> **EXERCISE**
A complete, exact copy of the records below is the required result.

> **INFORMATION GIVEN**
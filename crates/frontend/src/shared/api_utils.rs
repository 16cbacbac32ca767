//! API utilities for frontend-backend communication
//!
//! Provides helper functions for constructing endpoint URLs.

/// Get the base URL for API requests
///
/// The admin pages and the JSON endpoints are served from the same origin,
/// so the base is reconstructed from the current window location (port
/// included).
///
/// # Returns
/// - Base URL like "http://localhost:8000" or "https://example.com"
/// - Empty string if window is not available
///
/// # Example
/// ```text
/// let url = format!("{}/recipes/recipe/{}/images/", api_base(), id);
/// ```
pub fn api_base() -> String {
    let window = match web_sys::window() {
        Some(w) => w,
        None => return String::new(),
    };
    let location = window.location();
    let protocol = location.protocol().unwrap_or_else(|_| "http:".to_string());
    let host = location.host().unwrap_or_else(|_| "127.0.0.1".to_string());
    format!("{}//{}", protocol, host)
}

/// Build a full endpoint URL from an absolute path
///
/// # Arguments
/// * `path` - The endpoint path (should start with "/")
///
/// # Example
/// ```text
/// let url = api_url("/recipes/recipe/");
/// ```
pub fn api_url(path: &str) -> String {
    format!("{}{}", api_base(), path)
}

> **WRITTEN SOLUTION**
filename crates/frontend/src/shared/api_utils.rs
repository 16cbacbac32ca767
//! API utilities for frontend-backend communication
//!
//! Provides helper functions for constructing endpoint URLs.

/// Get the base URL for API requests
///
/// The admin pages and the JSON endpoints are served from the same origin,
/// so the base is reconstructed from the current window location (port
/// included).
///
/// # Returns
/// - Base URL like "http://localhost:8000" or "https://example.com"
/// - Empty string if window is not available
///
/// # Example
/// ```text
/// let url = format!("{}/recipes/recipe/{}/images/", api_base(), id);
/// ```
pub fn api_base() -> String {
    let window = match web_sys::window() {
        Some(w) => w,
        None => return String::new(),
    };
    let location = window.location();
    let protocol = location.protocol().unwrap_or_else(|_| "http:".to_string());
    let host = location.host().unwrap_or_else(|_| "127.0.0.1".to_string());
    format!("{}//{}", protocol, host)
}

/// Build a full endpoint URL from an absolute path
///
/// # Arguments
/// * `path` - The endpoint path (should start with "/")
///
/// # Example
/// ```text
/// let url = api_url("/recipes/recipe/");
/// ```
pub fn api_url(path: &str) -> String {
    format!("{}{}", api_base(), path)
}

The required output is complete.